Underwood Capital Surges to $3.4m Profit, NTA Per Share Hits 10.9 Cents
Underwood Capital Limited has reported a strong half-year profit of $3.4 million, driven by gains in listed Australian securities and Weed Me Inc, lifting net tangible assets per share to 10.9 cents.
- Half-year profit rises to $3.4 million from $0.6 million
- Net tangible assets per share increase from 9.3 to 10.9 cents
- Investment gains primarily from listed ASX securities and Weed Me Inc
- Operating expenses rise due to higher asset management fees
- Company wound up sole subsidiary and extended on-market share buyback
Strong Profit Growth Amid Market Gains
Underwood Capital Limited (ASX: UWC), a specialist Australian investment company, has reported a significant increase in profit for the half-year ended 31 December 2025. The company posted a net profit after tax of $3.4 million, up from $0.6 million in the prior corresponding period. This surge was largely driven by positive market revaluations of its investments, particularly in listed Australian securities and its holding in Weed Me Inc.
Net Tangible Assets and Investment Performance
The net tangible asset backing per share (NTA) rose from 9.3 cents at 30 June 2025 to 10.9 cents at the end of December, reflecting the improved profitability. The company’s investment portfolio, managed by HD Capital Partners, focuses on listed and unlisted equities and debt securities, aiming for medium-term capital growth. The $16 million deployed into this strategy returned an impressive approximate annualised gain of 88% for the period, underscoring the effectiveness of its value-focused approach.
Rising Operating Costs and Management Fees
Operating expenses increased to $1.2 million from $0.4 million in the previous half-year, primarily due to higher asset management fees. These include both base fees and accrued performance fees, the latter reflecting the improved investment returns. A performance fee of $0.773 million was accrued as at 31 December 2025, with the final amount contingent on year-end net asset levels.
Corporate Actions and Capital Management
During the period, Underwood Capital voluntarily wound up its sole subsidiary, Phytotech Medical (UK) Pty Ltd, simplifying its corporate structure.
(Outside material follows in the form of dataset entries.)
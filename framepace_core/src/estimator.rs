// Copyright 2026 the Framepace Authors
// SPDX-License-Identifier: Apache-2.0 OR MIT

//! Per-frame delta-time estimation.
//!
//! The [`DeltaTimeEstimator`] turns present timestamps into one authoritative
//! delta per frame. It has two regimes, selected by the
//! [`VsyncVerdict`](crate::vsync::VsyncVerdict) for the frame:
//!
//! - **Vsynced.** Every present lands on a refresh boundary, so the true
//!   delta is a whole number of refresh periods. The measured delta is
//!   snapped to the nearest multiple (never zero). The rounding residual is
//!   carried into the next frame's snap and halved each frame, so a long
//!   frame followed by a short one still sums correctly without biasing
//!   later frames.
//! - **Not vsynced.** Deltas are smoothed with an exponential moving average
//!   (`1/N` weight per frame). The difference between what was reported and
//!   what really elapsed is fed back into the smoother's input so that the
//!   sum of reported deltas converges to real elapsed time.
//!
//! The smoother runs in both regimes so it is already warm when presentation
//! falls out of vsync.
//!
//! All state is integer ticks; only the refresh rate is a float.

use crate::sample::FrameSample;
use crate::time::{Duration, HostTime, TickRate};
use crate::vsync::VsyncVerdict;

/// Tuning for the [`DeltaTimeEstimator`].
#[derive(Clone, Copy, Debug, PartialEq)]
pub struct EstimatorConfig {
    /// EMA window `N`: each frame contributes `1/N` of the smoothed delta.
    /// Values below 1 are treated as 1.
    pub smoothing: u32,
    /// Refresh rate assumed while the display reports an unknown (zero or
    /// invalid) rate.
    pub fallback_refresh_hz: f64,
}

impl Default for EstimatorConfig {
    fn default() -> Self {
        Self {
            smoothing: 4,
            fallback_refresh_hz: 60.0,
        }
    }
}

/// The estimator's persistent state.
///
/// Signed fields are tick counts.
#[derive(Clone, Copy, Debug, Default, PartialEq, Eq, Hash)]
pub struct TimingState {
    /// Timestamp of the previous frame, `None` before the first frame.
    pub previous_frame_time: Option<HostTime>,
    /// Exponentially smoothed delta used while not vsynced.
    pub smoothed_non_vsync_delta: i64,
    /// Decaying residual from snapping to refresh multiples.
    pub snap_error: i64,
    /// Reported minus real elapsed time accumulated while not vsynced. Fed
    /// back into the smoother.
    pub non_vsync_error: i64,
    /// Reported minus real elapsed time since the last reset. Diagnostic
    /// only.
    pub drift: i64,
}

/// Details of one estimator step, for diagnostics.
#[derive(Clone, Copy, Debug, Default, PartialEq, Eq, Hash)]
pub struct DeltaEstimate {
    /// Measured ticks since the previous frame (one refresh period on the
    /// first frame).
    pub raw_ticks: i64,
    /// The reported delta.
    pub delta: Duration,
    /// Whole refresh periods the frame was snapped to, if vsynced.
    pub refresh_multiple: Option<u64>,
    /// Refresh period used for this frame.
    pub refresh_period: Duration,
}

/// Produces a corrected delta time per presented frame.
#[derive(Clone, Debug)]
pub struct DeltaTimeEstimator {
    config: EstimatorConfig,
    state: TimingState,
    last: DeltaEstimate,
}

impl DeltaTimeEstimator {
    /// Creates an estimator with empty state.
    #[must_use]
    pub fn new(config: EstimatorConfig) -> Self {
        Self {
            config,
            state: TimingState::default(),
            last: DeltaEstimate::default(),
        }
    }

    /// Returns the refresh period for `refresh_hz`, falling back to
    /// [`EstimatorConfig::fallback_refresh_hz`] when the rate is unknown.
    #[must_use]
    pub fn refresh_period(&self, rate: TickRate, refresh_hz: f64) -> Duration {
        rate.period_for_hz(refresh_hz)
            .or_else(|| rate.period_for_hz(self.config.fallback_refresh_hz))
            .unwrap_or(Duration(rate.ticks_per_second() / 60).max(Duration(1)))
    }

    /// Consumes one frame and returns its delta.
    ///
    /// Frames must be fed in presentation order, after the vsync classifier
    /// has produced `verdict` for the same frame. `refresh_period` should
    /// come from [`refresh_period`](Self::refresh_period); a zero period
    /// disables snapping.
    pub fn update(
        &mut self,
        sample: &FrameSample,
        verdict: VsyncVerdict,
        refresh_period: Duration,
    ) -> Duration {
        let is_vsynced = verdict.is_vsynced();
        let timestamp = sample.frame_timestamp(is_vsynced);
        let period = to_signed(refresh_period.ticks());
        let st = &mut self.state;

        let raw = match st.previous_frame_time {
            Some(prev) => timestamp.signed_ticks_since(prev),
            // Nothing to measure against yet: report one refresh.
            None => period,
        };

        let mut delta = raw;
        let mut refresh_multiple = None;

        if is_vsynced && period > 0 {
            let vsyncs = div_round(raw.saturating_add(st.snap_error), period).max(1);
            let snapped = vsyncs.saturating_mul(period);
            st.snap_error = st.snap_error / 2 + raw.saturating_sub(snapped);
            st.non_vsync_error = 0;
            delta = snapped;
            refresh_multiple = Some(vsyncs.unsigned_abs());
        }

        let n = i64::from(self.config.smoothing.max(1));
        st.smoothed_non_vsync_delta = st.smoothed_non_vsync_delta.saturating_mul(n - 1) / n
            + delta.saturating_sub(st.non_vsync_error) / n;

        if !is_vsynced {
            st.non_vsync_error = st.non_vsync_error.saturating_sub(raw);
            delta = st.smoothed_non_vsync_delta.max(0);
            st.non_vsync_error = st.non_vsync_error.saturating_add(delta);
        }

        st.drift = st.drift.saturating_add(delta.saturating_sub(raw));
        st.previous_frame_time = Some(timestamp);

        let delta = Duration(delta.unsigned_abs());
        self.last = DeltaEstimate {
            raw_ticks: raw,
            delta,
            refresh_multiple,
            refresh_period,
        };
        delta
    }

    /// Returns the delta reported for the most recent frame.
    #[must_use]
    pub fn delta(&self) -> Duration {
        self.last.delta
    }

    /// Returns the details of the most recent step.
    #[must_use]
    pub fn last_estimate(&self) -> DeltaEstimate {
        self.last
    }

    /// Returns the persistent state.
    #[must_use]
    pub fn state(&self) -> &TimingState {
        &self.state
    }

    /// Returns the configuration.
    #[must_use]
    pub fn config(&self) -> &EstimatorConfig {
        &self.config
    }

    /// Discards all state, e.g. after a display mode change.
    pub fn reset(&mut self) {
        self.state = TimingState::default();
        self.last = DeltaEstimate::default();
    }
}

impl Default for DeltaTimeEstimator {
    fn default() -> Self {
        Self::new(EstimatorConfig::default())
    }
}

fn to_signed(ticks: u64) -> i64 {
    i64::try_from(ticks).unwrap_or(i64::MAX)
}

/// Integer division rounding half away from zero. `den` must be positive.
fn div_round(num: i64, den: i64) -> i64 {
    let half = den / 2;
    if num >= 0 {
        num.saturating_add(half) / den
    } else {
        -(num.saturating_neg().saturating_add(half) / den)
    }
}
The company also extended its on-market share buyback program, targeting up to 20.5 million ordinary shares (approximately 10% of issued capital) through to October 2026. This move aims to address the discount at which its shares trade relative to net asset value and reflects a proactive capital management stance.
Outlook and Risk Considerations
While the company remains focused on maximising investment value and maintaining a disciplined cost structure, it acknowledges risks including market volatility, currency fluctuations, and liquidity constraints, particularly relating to its Canadian cannabis investments. The board continues to monitor these risks closely through its risk management framework.
Bottom Line?
Underwood Capital’s robust half-year performance and strategic capital moves set the stage for investors to watch its next steps closely.
Questions in the middle?
- How will the accrued performance fee impact future profitability?
- What progress will Underwood Capital make on its on-market share buyback?
- How will market conditions affect the valuation of its unlisted investments, especially Weed Me Inc?